Investigating Sparsity in Recurrent Neural Networks

Harshil Darji
DOI: https://doi.org/10.13140/RG.2.2.30539.20004
2024-07-30
Abstract:In the past few years, neural networks have evolved from simple Feedforward Neural Networks to more complex neural networks, such as Convolutional Neural Networks and Recurrent Neural Networks. Where CNNs are a perfect fit for tasks where the sequence is not important such as image recognition, RNNs are useful when order is important such as machine translation. An increasing number of layers in a neural network is one way to improve its performance, but it also increases its complexity making it much more time and power-consuming to train. One way to tackle this problem is to introduce sparsity in the architecture of the neural network. Pruning is one of the many methods to make a neural network architecture sparse by clipping out weights below a certain threshold while keeping the performance near to the original. Another way is to generate arbitrary structures using random graphs and embed them between an input and output layer of an Artificial Neural Network. Many researchers in past years have focused on pruning mainly CNNs, while hardly any research is done for the same in RNNs. The same also holds in creating sparse architectures for RNNs by generating and embedding arbitrary structures. Therefore, this thesis focuses on investigating the effects of the before-mentioned two techniques on the performance of RNNs. We first describe the pruning of RNNs, its impact on the performance of RNNs, and the number of training epochs required to regain accuracy after the pruning is performed. Next, we continue with the creation and training of Sparse Recurrent Neural Networks and identify the relation between the performance and the graph properties of its underlying arbitrary structure. We perform these experiments on RNN with Tanh nonlinearity (RNN-Tanh), RNN with ReLU nonlinearity (RNN-ReLU), GRU, and LSTM. Finally, we analyze and discuss the results achieved from both the experiments.
Machine Learning
What problem does this paper attempt to address?

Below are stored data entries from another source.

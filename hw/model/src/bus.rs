// Licensed under the Apache-2.0 license

use c3_config::{MemoryMap, MemoryRegion};
use c3_rom_common::hil::{BusError, SystemBus};
use std::collections::BTreeMap;

/// APB peripheral window. Reads of registers never written return 0.
pub const PERIPHERALS: MemoryRegion = MemoryRegion::new(0x6000_0000, 0x10_0000);

/// On-chip RAM and a flat register file.
pub struct ModelBus {
    ram: Vec<(MemoryRegion, Vec<u8>)>,
    registers: BTreeMap<u32, u32>,
}

impl ModelBus {
    pub fn new(map: &MemoryMap) -> Self {
        let ram = [map.iram, map.dram, map.rtc_fast]
            .into_iter()
            .map(|r| (r, vec![0u8; r.size as usize]))
            .collect();
        ModelBus {
            ram,
            registers: BTreeMap::new(),
        }
    }

    fn ram(&self, addr: u32, len: usize) -> Option<&[u8]> {
        let (region, mem) = self
            .ram
            .iter()
            .find(|(r, _)| r.contains_range(addr, len as u32))?;
        let start = (addr - region.start) as usize;
        Some(&mem[start..start + len])
    }

    fn ram_mut(&mut self, addr: u32, len: usize) -> Option<&mut [u8]> {
        let (region, mem) = self
            .ram
            .iter_mut()
            .find(|(r, _)| r.contains_range(addr, len as u32))?;
        let start = (addr - region.start) as usize;
        Some(&mut mem[start..start + len])
    }

    fn register_words(addr: u32, len: usize) -> Option<impl Iterator<Item = u32>> {
        let ok = PERIPHERALS.contains_range(addr, len as u32) && addr % 4 == 0 && len % 4 == 0;
        ok.then(|| (0..len as u32 / 4).map(move |i| addr + i * 4))
    }

    /// Copy of `[addr, addr + len)`, or `None` if the range is not backed.
    pub fn peek(&self, addr: u32, len: usize) -> Option<Vec<u8>> {
        if let Some(mem) = self.ram(addr, len) {
            return Some(mem.to_vec());
        }
        let words = Self::register_words(addr, len)?;
        Some(
            words
                .flat_map(|a| self.register(a).to_le_bytes())
                .collect(),
        )
    }

    pub fn register(&self, addr: u32) -> u32 {
        self.registers.get(&addr).copied().unwrap_or(0)
    }
}

impl SystemBus for ModelBus {
    fn read(&mut self, addr: u32, buf: &mut [u8]) -> Result<(), BusError> {
        let data = self.peek(addr, buf.len()).ok_or(BusError::Unmapped(addr))?;
        buf.copy_from_slice(&data);
        Ok(())
    }

    fn write(&mut self, addr: u32, data: &[u8]) -> Result<(), BusError> {
        if let Some(mem) = self.ram_mut(addr, data.len()) {
            mem.copy_from_slice(data);
            return Ok(());
        }
        let words = Self::register_words(addr, data.len()).ok_or(BusError::Unmapped(addr))?;
        for (reg, chunk) in words.zip(data.chunks_exact(4)) {
            let value = u32::from_le_bytes([chunk[0], chunk[1], chunk[2], chunk[3]]);
            log::trace!("reg write 0x{reg:08x} = 0x{value:08x}");
            self.registers.insert(reg, value);
        }
        Ok(())
    }
}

This paper primarily explores the issue of sparsity in Recurrent Neural Networks (RNNs) and achieves network structure sparsification through two methods: weight pruning and sparse network structures based on random graph generation. ### 1. Weight Pruning The paper first investigates the impact of weight pruning on the accuracy of Recurrent Neural Networks. Specifically, it explores: - Pruning weights from input-to-hidden and hidden-to-hidden layers simultaneously. - Pruning weights from input-to-hidden layers alone. - Pruning weights from hidden-to-hidden layers alone. By pruning different proportions of weights from trained models and retraining these pruned models, the study examines how many training epochs are required to recover accuracy. This helps determine the maximum acceptable pruning ratio and the number of training epochs needed to restore accuracy after a significant drop. ### 2. Randomly Structured Recurrent Neural Networks Additionally, the paper analyzes the performance of randomly structured Recurrent Neural Networks. This method involves generating random structures and embedding them into artificial neural networks to create Sparse-RNNs. These random structures are produced by random graph generators and then embedded between the input and output layers. The experiments evaluate the relationship between the performance of randomly structured recurrent networks and the graph properties of their internal structures. ### Summary The main objective of the paper is to explore the impact of sparse structures on the performance of Recurrent Neural Networks and their variants (such as Long Short-Term Memory networks (LSTMs) and Gated Recurrent Units (GRUs)) through the aforementioned methods. By addressing a series of research questions, including the impact of pruning on accuracy, acceptable pruning ratios, the number of training epochs required to recover accuracy, and the correlation between the performance of randomly structured networks and their internal graph properties, the paper aims to provide a theoretical foundation and empirical evidence for understanding how to effectively reduce the complexity of Recurrent Neural Networks and improve their efficiency.